Rabbinin ayetleri ile nasihat edilip de, sonra onlardan yüz çeviren kimseden daha zalim kimdir Gerçekten Biz suçlulardan intikam alıcıyız. (Secde:3222)

İslam birliği aslında hayal edilecek bir dava değildir. Çünkü bu dava Hazreti Âdem aleyhisselamdan Resûlullah Hazreti Muhammed sallallahu aleyhi ve selleme kadar gelmiş ve ümmetlerle devam etmiş, soluğu kesilmeyen ilâhî davadır. Onun için bu dava hayalî değil kıvamında haktır ve yaşayan hakikattir. Medeniyetler üstü bir davadır. Böylesi mükemmel, böylesi medeniyetler üstü bir davayı, ehliyet ve liyakat sıkıntısı çekenlerin başaracağı düşünülemez. Hem de "Kem âlet ile kemâlat" olmaz.
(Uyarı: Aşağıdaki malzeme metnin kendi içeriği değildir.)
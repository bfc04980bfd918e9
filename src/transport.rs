//! Line-framed byte-stream transport
//!
//! One message per line in both directions. The stream is either plain TCP or
//! TLS over TCP; the control loop only sees [`Transport`]. Lines are handed
//! over as raw bytes so that text decoding is left to the protocol layer.

use crate::config::ClientConfig;
use log::{debug, info};
use native_tls::{TlsConnector, TlsStream};
use std::io::{self, BufRead, BufReader, Read, Write};
use std::net::{Shutdown, TcpStream};

/// Longest accepted incoming line in bytes, line ending included
pub const MAX_LINE: u64 = 64 * 1024;

/// A connection that carries whole lines
pub trait Transport {
    /// Send one line; the newline is added here
    ///
    /// # Errors
    /// Returns the underlying I/O error, or `NotConnected` after `close`.
    fn send(&mut self, line: &str) -> io::Result<()>;

    /// Wait for the next non-blank line, without its line ending
    ///
    /// Returns `Ok(None)` once the peer has closed or after `close`.
    ///
    /// # Errors
    /// Returns the underlying I/O error, or `InvalidData` for a line longer
    /// than [`MAX_LINE`].
    fn recv(&mut self) -> io::Result<Option<Vec<u8>>>;

    /// Close the connection; later calls do nothing
    ///
    /// # Errors
    /// Returns the error from shutting the stream down.
    fn close(&mut self) -> io::Result<()>;
}

/// A bidirectional byte stream that can be shut down
pub trait Endpoint: Read + Write {
    /// # Errors
    /// Returns the error from shutting the stream down.
    fn shutdown(&mut self) -> io::Result<()> {
        Ok(())
    }
}

impl Endpoint for TcpStream {
    fn shutdown(&mut self) -> io::Result<()> {
        match TcpStream::shutdown(self, Shutdown::Both) {
            Err(err) if err.kind() == io::ErrorKind::NotConnected => Ok(()),
            other => other,
        }
    }
}

/// Plain or encrypted TCP stream
#[derive(Debug)]
pub enum Stream {
    Plain(TcpStream),
    Tls(Box<TlsStream<TcpStream>>),
}

impl Read for Stream {
    fn read(&mut self, buf: &mut [u8]) -> io::Result<usize> {
        match self {
            Self::Plain(s) => s.read(buf),
            Self::Tls(s) => s.read(buf),
        }
    }
}

impl Write for Stream {
    fn write(&mut self, buf: &[u8]) -> io::Result<usize> {
        match self {
            Self::Plain(s) => s.write(buf),
            Self::Tls(s) => s.write(buf),
        }
    }

    fn flush(&mut self) -> io::Result<()> {
        match self {
            Self::Plain(s) => s.flush(),
            Self::Tls(s) => s.flush(),
        }
    }
}

impl Endpoint for Stream {
    fn shutdown(&mut self) -> io::Result<()> {
        match self {
            Self::Plain(s) => Endpoint::shutdown(s),
            Self::Tls(s) => s.shutdown(),
        }
    }
}

/// Newline framing over any [`Endpoint`]
#[derive(Debug)]
pub struct LineTransport<S: Endpoint> {
    stream: BufReader<S>,
    open: bool,
}

impl<S: Endpoint> LineTransport<S> {
    pub fn new(stream: S) -> Self {
        Self {
            stream: BufReader::new(stream),
            open: true,
        }
    }

    #[must_use]
    pub const fn is_open(&self) -> bool {
        self.open
    }

    pub fn get_ref(&self) -> &S {
        self.stream.get_ref()
    }
}

impl<S: Endpoint> Transport for LineTransport<S> {
    fn send(&mut self, line: &str) -> io::Result<()> {
        if !self.open {
            return Err(io::Error::new(
                io::ErrorKind::NotConnected,
                "transport already closed",
            ));
        }

        let mut framed = String::with_capacity(line.len() + 1);
        framed.push_str(line);
        framed.push('\n');

        let writer = self.stream.get_mut();
        writer.write_all(framed.as_bytes())?;
        writer.flush()
    }

    fn recv(&mut self) -> io::Result<Option<Vec<u8>>> {
        let mut buffer = Vec::new();
        while self.open {
            buffer.clear();
            let read = Read::by_ref(&mut self.stream)
                .take(MAX_LINE)
                .read_until(b'\n', &mut buffer)?;
            if read == 0 {
                debug!("peer closed the connection");
                return Ok(None);
            }
            if buffer.last() != Some(&b'\n') && read as u64 == MAX_LINE {
                return Err(io::Error::new(
                    io::ErrorKind::InvalidData,
                    format!("incoming line exceeds {MAX_LINE} bytes"),
                ));
            }

            let mut line = buffer.as_slice();
            while let [rest @ .., b'\r' | b'\n'] = line {
                line = rest;
            }
            if !line.trim_ascii().is_empty() {
                return Ok(Some(line.to_vec()));
            }
        }
        Ok(None)
    }

    fn close(&mut self) -> io::Result<()> {
        if !self.open {
            return Ok(());
        }
        self.open = false;
        debug!("closing connection");
        self.stream.get_mut().shutdown()
    }
}

/// Open a connection to the configured server
///
/// TLS verifies the server certificate against the hostname.
///
/// # Errors
/// Returns an I/O error if the TCP connection or the TLS handshake fails.
pub fn connect(config: &ClientConfig) -> io::Result<LineTransport<Stream>> {
    let tcp = TcpStream::connect((config.hostname.as_str(), config.port))?;

    let stream = if config.tls {
        let connector = TlsConnector::new().map_err(|e| io::Error::other(e.to_string()))?;
        let tls = connector
            .connect(&config.hostname, tcp)
            .map_err(|e| io::Error::other(format!("TLS handshake failed: {e}")))?;
        Stream::Tls(Box::new(tls))
    } else {
        Stream::Plain(tcp)
    };

    info!(
        "Connected to {}:{} using {}",
        config.hostname,
        config.port,
        if config.tls { "TLS" } else { "TCP" }
    );
    Ok(LineTransport::new(stream))
}

#[cfg(test)]
mod tests {
    use super::*;
    use std::io::Cursor;
    use std::net::TcpListener;

    /// In-memory endpoint: reads from a fixed script, records writes
    struct Loopback {
        input: Cursor<Vec<u8>>,
        output: Vec<u8>,
        shutdowns: usize,
    }

    impl Loopback {
        fn new(input: &str) -> Self {
            Self {
                input: Cursor::new(input.as_bytes().to_vec()),
                output: Vec::new(),
                shutdowns: 0,
            }
        }
    }

    impl Read for Loopback {
        fn read(&mut self, buf: &mut [u8]) -> io::Result<usize> {
            self.input.read(buf)
        }
    }

    impl Write for Loopback {
        fn write(&mut self, buf: &[u8]) -> io::Result<usize> {
            self.output.write(buf)
        }

        fn flush(&mut self) -> io::Result<()> {
            Ok(())
        }
    }

    impl Endpoint for Loopback {
        fn shutdown(&mut self) -> io::Result<()> {
            self.shutdowns += 1;
            Ok(())
        }
    }

    #[test]
    fn recv_splits_lines_and_skips_blanks() {
        let mut transport = LineTransport::new(Loopback::new("first\r\n\n  \nsecond\nlast"));

        assert_eq!(transport.recv().unwrap().as_deref(), Some(&b"first"[..]));
        assert_eq!(transport.recv().unwrap().as_deref(), Some(&b"second"[..]));
        assert_eq!(transport.recv().unwrap().as_deref(), Some(&b"last"[..]));
        assert_eq!(transport.recv().unwrap(), None);
    }

    #[test]
    fn recv_passes_non_utf8_bytes_through() {
        let mut endpoint = Loopback::new("");
        endpoint.input = Cursor::new(b"{\"id\":\"\xff\xfe\"}\r\nnext\n".to_vec());
        let mut transport = LineTransport::new(endpoint);

        assert_eq!(
            transport.recv().unwrap().as_deref(),
            Some(&b"{\"id\":\"\xff\xfe\"}"[..])
        );
        assert_eq!(transport.recv().unwrap().as_deref(), Some(&b"next"[..]));
    }

    #[test]
    fn recv_rejects_oversized_line() {
        let long = "x".repeat(usize::try_from(MAX_LINE).unwrap() + 10);
        let mut transport = LineTransport::new(Loopback::new(&format!("{long}\nshort\n")));

        let err = transport.recv().unwrap_err();
        assert_eq!(err.kind(), io::ErrorKind::InvalidData);
    }

    #[test]
    fn recv_accepts_line_at_the_limit() {
        let body = "y".repeat(usize::try_from(MAX_LINE).unwrap() - 1);
        let mut transport = LineTransport::new(Loopback::new(&format!("{body}\n")));

        assert_eq!(transport.recv().unwrap().map(|l| l.len()), Some(body.len()));
    }

    #[test]
    fn send_appends_newline() {
        let mut transport = LineTransport::new(Loopback::new(""));
        transport.send(r#"{"type":"hello"}"#).unwrap();
        transport.send("two").unwrap();

        assert_eq!(transport.get_ref().output, b"{\"type\":\"hello\"}\ntwo\n");
    }

    #[test]
    fn close_is_idempotent_and_stops_traffic() {
        let mut transport = LineTransport::new(Loopback::new("pending\n"));
        transport.close().unwrap();
        transport.close().unwrap();

        assert!(!transport.is_open());
        assert_eq!(transport.get_ref().shutdowns, 1);
        assert_eq!(transport.recv().unwrap(), None);
        let err = transport.send("late").unwrap_err();
        assert_eq!(err.kind(), io::ErrorKind::NotConnected);
    }

    #[test]
    fn tcp_round_trip() {
        let listener = TcpListener::bind("127.0.0.1:0").unwrap();
        let addr = listener.local_addr().unwrap();

        let peer = std::thread::spawn(move || {
            let (stream, _) = listener.accept().unwrap();
            let mut transport = LineTransport::new(stream);
            let line = transport.recv().unwrap().unwrap();
            transport
                .send(&String::from_utf8(line).unwrap().to_uppercase())
                .unwrap();
            transport.close().unwrap();
        });

        let mut transport = LineTransport::new(TcpStream::connect(addr).unwrap());
        transport.send("ping").unwrap();
        assert_eq!(transport.recv().unwrap().as_deref(), Some(&b"PING"[..]));
        assert_eq!(transport.recv().unwrap(), None);
        transport.close().unwrap();

        peer.join().unwrap();
    }

    #[test]
    fn connect_refused_is_an_error() {
        let listener = TcpListener::bind("127.0.0.1:0").unwrap();
        let port = listener.local_addr().unwrap().port();
        drop(listener);

        let config = ClientConfig::new("127.0.0.1", "doe.j", false, Some(port));
        assert!(connect(&config).is_err());
    }
}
Kendilerinde "Allah rızası şuuru" olanlar bütün beşerî ârızalardan silkinmek zorundadırlar. Yalnızca "Allah'ın dininde" buluşmalıdırlar. Aksi takdirde bu dava sosyal medyada "kes yapıştırıcıların," "hayırlı cumacıların," "kabuğu içinde monotonlaşmış kalmış tefrikacıların," "siyasî mülahazalarla itişip kakışanların," "çıkarı uğruna ehli olmadığı halde başkalarını iteleyip kakan dirsekçilerin," "bir mevki elde ettiğinde büyük küçük tanımayan, büyüklük psikozuna kapılanların ve inadına cahil görevlilerin" işi değildir. Gittikçe kaybolmaya mahkûm bir toplumu alâkasız ve rastgele pansumanlarla aydınlatmak ve doğal hayatına kavuşturmak mümkün değildir.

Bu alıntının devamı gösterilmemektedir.